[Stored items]
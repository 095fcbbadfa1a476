//! Ready-made per-value transforms for [`Mapping::property_with`].
//!
//! [`Mapping::property_with`]: super::Mapping::property_with

use super::source::Datum;
use crate::date;
use crate::error::Result;

/// Parse text as a date or date range. Text no strategy understands is kept
/// as a literal so the original value is not lost.
pub fn edtf_date(datum: Datum) -> Result<Datum> {
    let Some(text) = datum.text() else {
        return Ok(datum);
    };
    Ok(match date::parse_range(&text) {
        Some(parsed) => Datum::Date(parsed),
        None => {
            tracing::debug!(text = %text, "date not recognized, keeping literal");
            Datum::Text(text)
        }
    })
}

/// Replace a record node with its trimmed text.
pub fn text(datum: Datum) -> Result<Datum> {
    Ok(match datum.text() {
        Some(text) => Datum::Text(text.trim().to_string()),
        None => datum,
    })
}

/// Treat text as a URI.
pub fn uri(datum: Datum) -> Result<Datum> {
    Ok(match datum.text() {
        Some(text) => Datum::Uri(text.trim().to_string()),
        None => datum,
    })
}

#[cfg(test)]
mod tests {
    use super::*;
    use crate::date::ExtendedDate;

    #[test]
    fn test_edtf_date_parses_ranges() {
        let Datum::Date(parsed) = edtf_date(Datum::from("1850-1875")).unwrap() else {
            panic!("expected a date");
        };
        assert_eq!(parsed.to_string(), "1850/1875");
    }

    #[test]
    fn test_edtf_date_keeps_unparseable_text() {
        let datum = edtf_date(Datum::from("sometime")).unwrap();
        assert!(matches!(datum, Datum::Text(text) if text == "sometime"));
    }

    #[test]
    fn test_edtf_date_decade() {
        let datum = edtf_date(Datum::from("1990s")).unwrap();
        assert!(matches!(datum, Datum::Date(ExtendedDate::Decade(199))));
    }

    #[test]
    fn test_uri_trims() {
        let datum = uri(Datum::from(" http://example.org/1 ")).unwrap();
        assert!(matches!(datum, Datum::Uri(text) if text == "http://example.org/1"));
    }
}
//! The three kinds of mapping declaration.

use std::fmt;

use super::resource::{Resource, Term};
use super::source::{Datum, ValueSource};
use super::{Mapping, Scope};
use crate::error::{CrosswalkError, Result};

/// Per-value transform applied after a source resolves.
pub type Transform = dyn Fn(Datum) -> Result<Datum> + Send + Sync;

/// Assign a resolved value to a named property.
pub struct PropertyDeclaration {
    name: String,
    value: ValueSource,
    transform: Option<Box<Transform>>,
}

impl PropertyDeclaration {
    pub fn new(name: impl Into<String>, value: impl Into<ValueSource>) -> Self {
        Self {
            name: name.into(),
            value: value.into(),
            transform: None,
        }
    }

    /// Transform each resolved value before it is stored.
    #[must_use]
    pub fn with_transform<F>(mut self, transform: F) -> Self
    where
        F: Fn(Datum) -> Result<Datum> + Send + Sync + 'static,
    {
        self.transform = Some(Box::new(transform));
        self
    }

    #[must_use]
    pub fn name(&self) -> &str {
        &self.name
    }

    fn apply(&self, target: &mut Resource, scope: &Scope<'_>) -> Result<()> {
        let mut resolved = self.value.resolve(scope)?;
        if let Some(transform) = &self.transform {
            resolved = resolved.try_map(|datum| transform(datum))?;
        }
        target.set_property(&self.name, resolved.into_vec());
        Ok(())
    }
}

impl fmt::Debug for PropertyDeclaration {
    fn fmt(&self, f: &mut fmt::Formatter<'_>) -> fmt::Result {
        f.debug_struct("PropertyDeclaration")
            .field("name", &self.name)
            .field("value", &self.value)
            .field("transform", &self.transform.is_some())
            .finish()
    }
}

#[derive(Debug)]
struct Each {
    values: ValueSource,
    binding: String,
}

/// Build nested resources from a sub-mapping and append them to a property.
#[derive(Debug)]
pub struct ChildDeclaration {
    name: String,
    mapping: Mapping,
    each: Option<Each>,
}

impl ChildDeclaration {
    pub fn new(name: impl Into<String>, mapping: Mapping) -> Self {
        Self {
            name: name.into(),
            mapping,
            each: None,
        }
    }

    /// Build one child per element of `values`, each evaluated with the
    /// element bound under `binding`.
    #[must_use]
    pub fn each(mut self, values: impl Into<ValueSource>, binding: impl Into<String>) -> Self {
        self.each = Some(Each {
            values: values.into(),
            binding: binding.into(),
        });
        self
    }

    #[must_use]
    pub fn name(&self) -> &str {
        &self.name
    }

    fn apply(&self, target: &mut Resource, scope: &Scope<'_>) -> Result<()> {
        let Some(each) = &self.each else {
            let child = self.mapping.evaluate(scope)?;
            target.append(&self.name, Term::Resource(child));
            return Ok(());
        };

        for seed in each.values.resolve(scope)?.into_vec() {
            let child_scope = scope.bind(&each.binding, seed);
            let child = self.mapping.evaluate(&child_scope)?;
            target.append(&self.name, Term::Resource(child));
        }
        Ok(())
    }
}

/// Assign the target's subject URI. The source must resolve to exactly one
/// value.
#[derive(Debug)]
pub struct SubjectDeclaration {
    value: ValueSource,
}

impl SubjectDeclaration {
    pub fn new(value: impl Into<ValueSource>) -> Self {
        Self {
            value: value.into(),
        }
    }

    fn apply(&self, target: &mut Resource, scope: &Scope<'_>) -> Result<()> {
        let mut values = self.value.resolve(scope)?.into_vec();
        if values.len() != 1 {
            return Err(CrosswalkError::InvalidSubject {
                count: values.len(),
            });
        }
        let Some(uri) = values.pop().and_then(|datum| datum.text()) else {
            return Err(CrosswalkError::UnsupportedOperation(
                "subject must be a scalar value".to_string(),
            ));
        };
        target.set_subject(uri);
        Ok(())
    }
}

/// One step of a mapping.
#[derive(Debug)]
pub enum Declaration {
    Property(PropertyDeclaration),
    Child(ChildDeclaration),
    Subject(SubjectDeclaration),
}

impl Declaration {
    pub(crate) fn apply(&self, target: &mut Resource, scope: &Scope<'_>) -> Result<()> {
        match self {
            Self::Property(declaration) => declaration.apply(target, scope),
            Self::Child(declaration) => declaration.apply(target, scope),
            Self::Subject(declaration) => declaration.apply(target, scope),
        }
    }
}

impl From<PropertyDeclaration> for Declaration {
    fn from(declaration: PropertyDeclaration) -> Self {
        Self::Property(declaration)
    }
}

impl From<ChildDeclaration> for Declaration {
    fn from(declaration: ChildDeclaration) -> Self {
        Self::Child(declaration)
    }
}

impl From<SubjectDeclaration> for Declaration {
    fn from(declaration: SubjectDeclaration) -> Self {
        Self::Subject(declaration)
    }
}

== YOUR INSTRUCTIONS ==
When answering, write out each of the lines above exactly as given.

== RESPONSE BOX ==
repository 095fcbbadfa1a476
//! Ready-made per-value transforms for [`Mapping::property_with`].
//!
//! [`Mapping::property_with`]: super::Mapping::property_with

use super::source::Datum;
use crate::date;
use crate::error::Result;

/// Parse text as a date or date range. Text no strategy understands is kept
/// as a literal so the original value is not lost.
pub fn edtf_date(datum: Datum) -> Result<Datum> {
    let Some(text) = datum.text() else {
        return Ok(datum);
    };
    Ok(match date::parse_range(&text) {
        Some(parsed) => Datum::Date(parsed),
        None => {
            tracing::debug!(text = %text, "date not recognized, keeping literal");
            Datum::Text(text)
        }
    })
}

/// Replace a record node with its trimmed text.
pub fn text(datum: Datum) -> Result<Datum> {
    Ok(match datum.text() {
        Some(text) => Datum::Text(text.trim().to_string()),
        None => datum,
    })
}

/// Treat text as a URI.
pub fn uri(datum: Datum) -> Result<Datum> {
    Ok(match datum.text() {
        Some(text) => Datum::Uri(text.trim().to_string()),
        None => datum,
    })
}

#[cfg(test)]
mod tests {
    use super::*;
    use crate::date::ExtendedDate;

    #[test]
    fn test_edtf_date_parses_ranges() {
        let Datum::Date(parsed) = edtf_date(Datum::from("1850-1875")).unwrap() else {
            panic!("expected a date");
        };
        assert_eq!(parsed.to_string(), "1850/1875");
    }

    #[test]
    fn test_edtf_date_keeps_unparseable_text() {
        let datum = edtf_date(Datum::from("sometime")).unwrap();
        assert!(matches!(datum, Datum::Text(text) if text == "sometime"));
    }

    #[test]
    fn test_edtf_date_decade() {
        let datum = edtf_date(Datum::from("1990s")).unwrap();
        assert!(matches!(datum, Datum::Date(ExtendedDate::Decade(199))));
    }

    #[test]
    fn test_uri_trims() {
        let datum = uri(Datum::from(" http://example.org/1 ")).unwrap();
        assert!(matches!(datum, Datum::Uri(text) if text == "http://example.org/1"));
    }
}
//! The three kinds of mapping declaration.

use std::fmt;

use super::resource::{Resource, Term};
use super::source::{Datum, ValueSource};
use super::{Mapping, Scope};
use crate::error::{CrosswalkError, Result};

/// Per-value transform applied after a source resolves.
pub type Transform = dyn Fn(Datum) -> Result<Datum> + Send + Sync;

/// Assign a resolved value to a named property.
pub struct PropertyDeclaration {
    name: String,
    value: ValueSource,
    transform: Option<Box<Transform>>,
}

impl PropertyDeclaration {
    pub fn new(name: impl Into<String>, value: impl Into<ValueSource>) -> Self {
        Self {
            name: name.into(),
            value: value.into(),
            transform: None,
        }
    }

    /// Transform each resolved value before it is stored.
    #[must_use]
    pub fn with_transform<F>(mut self, transform: F) -> Self
    where
        F: Fn(Datum) -> Result<Datum> + Send + Sync + 'static,
    {
        self.transform = Some(Box::new(transform));
        self
    }

    #[must_use]
    pub fn name(&self) -> &str {
        &self.name
    }

    fn apply(&self, target: &mut Resource, scope: &Scope<'_>) -> Result<()> {
        let mut resolved = self.value.resolve(scope)?;
        if let Some(transform) = &self.transform {
            resolved = resolved.try_map(|datum| transform(datum))?;
        }
        target.set_property(&self.name, resolved.into_vec());
        Ok(())
    }
}

impl fmt::Debug for PropertyDeclaration {
    fn fmt(&self, f: &mut fmt::Formatter<'_>) -> fmt::Result {
        f.debug_struct("PropertyDeclaration")
            .field("name", &self.name)
            .field("value", &self.value)
            .field("transform", &self.transform.is_some())
            .finish()
    }
}

#[derive(Debug)]
struct Each {
    values: ValueSource,
    binding: String,
}

/// Build nested resources from a sub-mapping and append them to a property.
#[derive(Debug)]
pub struct ChildDeclaration {
    name: String,
    mapping: Mapping,
    each: Option<Each>,
}

impl ChildDeclaration {
    pub fn new(name: impl Into<String>, mapping: Mapping) -> Self {
        Self {
            name: name.into(),
            mapping,
            each: None,
        }
    }

    /// Build one child per element of `values`, each evaluated with the
    /// element bound under `binding`.
    #[must_use]
    pub fn each(mut self, values: impl Into<ValueSource>, binding: impl Into<String>) -> Self {
        self.each = Some(Each {
            values: values.into(),
            binding: binding.into(),
        });
        self
    }

    #[must_use]
    pub fn name(&self) -> &str {
        &self.name
    }

    fn apply(&self, target: &mut Resource, scope: &Scope<'_>) -> Result<()> {
        let Some(each) = &self.each else {
            let child = self.mapping.evaluate(scope)?;
            target.append(&self.name, Term::Resource(child));
            return Ok(());
        };

        for seed in each.values.resolve(scope)?.into_vec() {
            let child_scope = scope.bind(&each.binding, seed);
            let child = self.mapping.evaluate(&child_scope)?;
            target.append(&self.name, Term::Resource(child));
        }
        Ok(())
    }
}

/// Assign the target's subject URI. The source must resolve to exactly one
/// value.
#[derive(Debug)]
pub struct SubjectDeclaration {
    value: ValueSource,
}

impl SubjectDeclaration {
    pub fn new(value: impl Into<ValueSource>) -> Self {
        Self {
            value: value.into(),
        }
    }

    fn apply(&self, target: &mut Resource, scope: &Scope<'_>) -> Result<()> {
        let mut values = self.value.resolve(scope)?.into_vec();
        if values.len() != 1 {
            return Err(CrosswalkError::InvalidSubject {
                count: values.len(),
            });
        }
        let Some(uri) = values.pop().and_then(|datum| datum.text()) else {
            return Err(CrosswalkError::UnsupportedOperation(
                "subject must be a scalar value".to_string(),
            ));
        };
        target.set_subject(uri);
        Ok(())
    }
}

/// One step of a mapping.
#[derive(Debug)]
pub enum Declaration {
    Property(PropertyDeclaration),
    Child(ChildDeclaration),
    Subject(SubjectDeclaration),
}

impl Declaration {
    pub(crate) fn apply(&self, target: &mut Resource, scope: &Scope<'_>) -> Result<()> {
        match self {
            Self::Property(declaration) => declaration.apply(target, scope),
            Self::Child(declaration) => declaration.apply(target, scope),
            Self::Subject(declaration) => declaration.apply(target, scope),
        }
    }
}

impl From<PropertyDeclaration> for Declaration {
    fn from(declaration: PropertyDeclaration) -> Self {
        Self::Property(declaration)
    }
}

impl From<ChildDeclaration> for Declaration {
    fn from(declaration: ChildDeclaration) -> Self {
        Self::Child(declaration)
    }
}

impl From<SubjectDeclaration> for Declaration {
    fn from(declaration: SubjectDeclaration) -> Self {
        Self::Subject(declaration)
    }
}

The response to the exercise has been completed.